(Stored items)
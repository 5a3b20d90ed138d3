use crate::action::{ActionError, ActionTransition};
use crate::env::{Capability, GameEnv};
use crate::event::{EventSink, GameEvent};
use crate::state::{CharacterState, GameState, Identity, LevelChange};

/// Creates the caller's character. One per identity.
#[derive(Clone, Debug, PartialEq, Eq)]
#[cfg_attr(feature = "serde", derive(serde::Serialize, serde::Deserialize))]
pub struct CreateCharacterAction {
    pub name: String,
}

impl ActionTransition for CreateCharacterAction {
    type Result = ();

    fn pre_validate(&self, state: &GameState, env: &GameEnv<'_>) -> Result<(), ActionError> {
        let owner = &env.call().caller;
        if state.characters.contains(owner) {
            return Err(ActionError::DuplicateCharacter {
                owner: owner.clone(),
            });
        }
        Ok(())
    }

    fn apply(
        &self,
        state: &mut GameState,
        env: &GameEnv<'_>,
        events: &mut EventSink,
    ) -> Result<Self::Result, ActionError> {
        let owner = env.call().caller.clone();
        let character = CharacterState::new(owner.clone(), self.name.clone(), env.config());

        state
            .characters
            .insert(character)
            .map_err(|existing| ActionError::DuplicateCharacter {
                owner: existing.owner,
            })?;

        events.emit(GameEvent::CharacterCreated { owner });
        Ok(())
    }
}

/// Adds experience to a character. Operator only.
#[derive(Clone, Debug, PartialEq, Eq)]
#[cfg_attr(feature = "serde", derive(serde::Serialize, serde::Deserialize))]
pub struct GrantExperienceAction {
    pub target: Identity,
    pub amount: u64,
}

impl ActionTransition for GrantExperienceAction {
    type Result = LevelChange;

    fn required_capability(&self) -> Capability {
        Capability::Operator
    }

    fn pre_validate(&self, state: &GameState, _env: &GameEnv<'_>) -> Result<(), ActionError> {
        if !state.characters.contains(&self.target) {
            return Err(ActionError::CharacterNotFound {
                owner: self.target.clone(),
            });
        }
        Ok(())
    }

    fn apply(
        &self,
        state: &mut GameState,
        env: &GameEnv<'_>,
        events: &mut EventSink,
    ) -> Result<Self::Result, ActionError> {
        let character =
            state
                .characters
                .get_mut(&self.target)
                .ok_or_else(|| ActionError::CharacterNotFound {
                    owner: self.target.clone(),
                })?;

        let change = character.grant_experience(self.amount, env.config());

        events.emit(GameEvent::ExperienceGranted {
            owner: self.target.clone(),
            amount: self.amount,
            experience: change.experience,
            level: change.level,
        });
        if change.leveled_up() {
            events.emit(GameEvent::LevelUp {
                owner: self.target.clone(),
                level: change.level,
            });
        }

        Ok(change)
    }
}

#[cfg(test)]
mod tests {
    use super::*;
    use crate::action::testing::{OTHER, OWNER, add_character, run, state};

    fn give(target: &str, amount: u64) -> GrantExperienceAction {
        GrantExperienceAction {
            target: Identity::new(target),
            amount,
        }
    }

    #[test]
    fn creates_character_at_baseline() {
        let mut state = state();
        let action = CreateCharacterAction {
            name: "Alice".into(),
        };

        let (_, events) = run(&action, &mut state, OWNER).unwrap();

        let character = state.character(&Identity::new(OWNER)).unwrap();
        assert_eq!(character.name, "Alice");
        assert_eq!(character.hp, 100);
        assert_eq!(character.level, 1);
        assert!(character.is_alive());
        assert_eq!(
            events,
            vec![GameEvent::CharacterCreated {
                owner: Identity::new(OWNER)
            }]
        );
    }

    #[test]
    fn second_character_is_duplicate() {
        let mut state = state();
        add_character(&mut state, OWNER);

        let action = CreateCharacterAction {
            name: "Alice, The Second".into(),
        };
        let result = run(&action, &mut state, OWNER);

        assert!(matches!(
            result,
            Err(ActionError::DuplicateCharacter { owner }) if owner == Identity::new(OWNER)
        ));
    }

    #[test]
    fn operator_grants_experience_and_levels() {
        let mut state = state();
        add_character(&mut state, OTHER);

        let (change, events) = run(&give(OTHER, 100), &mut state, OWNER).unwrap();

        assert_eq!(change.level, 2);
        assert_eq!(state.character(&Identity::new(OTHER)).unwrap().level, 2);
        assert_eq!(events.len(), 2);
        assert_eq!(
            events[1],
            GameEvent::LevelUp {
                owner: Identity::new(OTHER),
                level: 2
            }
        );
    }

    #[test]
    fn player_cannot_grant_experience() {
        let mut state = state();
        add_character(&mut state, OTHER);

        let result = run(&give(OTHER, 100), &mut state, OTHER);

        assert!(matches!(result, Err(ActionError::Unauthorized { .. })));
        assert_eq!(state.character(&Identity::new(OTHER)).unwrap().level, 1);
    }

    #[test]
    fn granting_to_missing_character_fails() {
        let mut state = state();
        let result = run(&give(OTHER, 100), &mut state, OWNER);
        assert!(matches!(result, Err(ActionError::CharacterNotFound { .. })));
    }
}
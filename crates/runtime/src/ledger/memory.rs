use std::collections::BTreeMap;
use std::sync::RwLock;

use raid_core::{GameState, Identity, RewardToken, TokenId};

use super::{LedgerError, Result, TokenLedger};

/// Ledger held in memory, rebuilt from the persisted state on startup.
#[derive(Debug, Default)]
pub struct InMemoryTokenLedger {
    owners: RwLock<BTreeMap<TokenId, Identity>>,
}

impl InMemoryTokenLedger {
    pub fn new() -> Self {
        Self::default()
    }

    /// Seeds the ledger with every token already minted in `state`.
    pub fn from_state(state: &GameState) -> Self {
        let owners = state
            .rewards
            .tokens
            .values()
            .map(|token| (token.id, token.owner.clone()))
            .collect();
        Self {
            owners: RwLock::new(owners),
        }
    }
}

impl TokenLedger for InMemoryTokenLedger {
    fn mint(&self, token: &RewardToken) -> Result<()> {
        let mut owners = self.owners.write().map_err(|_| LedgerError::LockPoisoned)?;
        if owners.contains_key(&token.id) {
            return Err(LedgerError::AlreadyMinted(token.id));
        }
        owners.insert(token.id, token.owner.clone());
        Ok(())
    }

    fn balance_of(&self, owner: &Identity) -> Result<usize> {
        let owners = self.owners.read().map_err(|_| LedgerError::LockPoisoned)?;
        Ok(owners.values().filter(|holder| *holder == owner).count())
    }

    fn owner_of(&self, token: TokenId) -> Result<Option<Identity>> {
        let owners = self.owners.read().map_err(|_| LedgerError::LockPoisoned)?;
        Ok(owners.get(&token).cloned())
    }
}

**WHAT YOU SHOULD DO**
A single number is requested: the count of lines in the data that hold "emit".

**EXERCISE SOLUTION**
3